• _Supplied material_
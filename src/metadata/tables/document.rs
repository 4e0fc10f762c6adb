//! Portable PDB `Document` table (0x30) rows.
//!
//! Only the name blob is used. Hash and language columns are read to keep row offsets intact.

use crate::{
    file::io::read_le_at_dyn,
    metadata::{
        tables::{RowReadable, TableId, TableInfoRef},
        token::Token,
    },
    Result,
};

/// A raw Portable PDB `Document` row (0x30)
#[derive(Debug, Clone, PartialEq)]
pub struct DocumentRaw {
    /// 1-based row index
    pub rid: u32,
    /// Metadata token of the row
    pub token: Token,
    /// `#Blob` index of the encoded document name
    pub name: u32,
    /// `#GUID` index of the hash algorithm
    pub hash_algorithm: u32,
    /// `#Blob` index of the document hash
    pub hash: u32,
    /// `#GUID` index of the source language
    pub language: u32,
}

impl RowReadable for DocumentRaw {
    const TABLE_ID: TableId = TableId::Document;

    fn row_read(data: &[u8], offset: &mut usize, rid: u32, sizes: &TableInfoRef) -> Result<Self> {
        Ok(DocumentRaw {
            rid,
            token: Token::from_parts(TableId::Document as u8, rid),
            name: read_le_at_dyn(data, offset, sizes.is_large_blob())?,
            hash_algorithm: read_le_at_dyn(data, offset, sizes.is_large_guid())?,
            hash: read_le_at_dyn(data, offset, sizes.is_large_blob())?,
            language: read_le_at_dyn(data, offset, sizes.is_large_guid())?,
        })
    }

    #[rustfmt::skip]
    fn row_size(sizes: &TableInfoRef) -> u32 {
        u32::from(
            /* name */           sizes.blob_bytes() +
            /* hash_algorithm */ sizes.guid_bytes() +
            /* hash */           sizes.blob_bytes() +
            /* language */       sizes.guid_bytes()
        )
    }
}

• _Task to carry out_
Read the entries and select each line where the word "DocumentRaw" is found.

• _Reply_
pub struct DocumentRaw {
impl RowReadable for DocumentRaw {
        Ok(DocumentRaw {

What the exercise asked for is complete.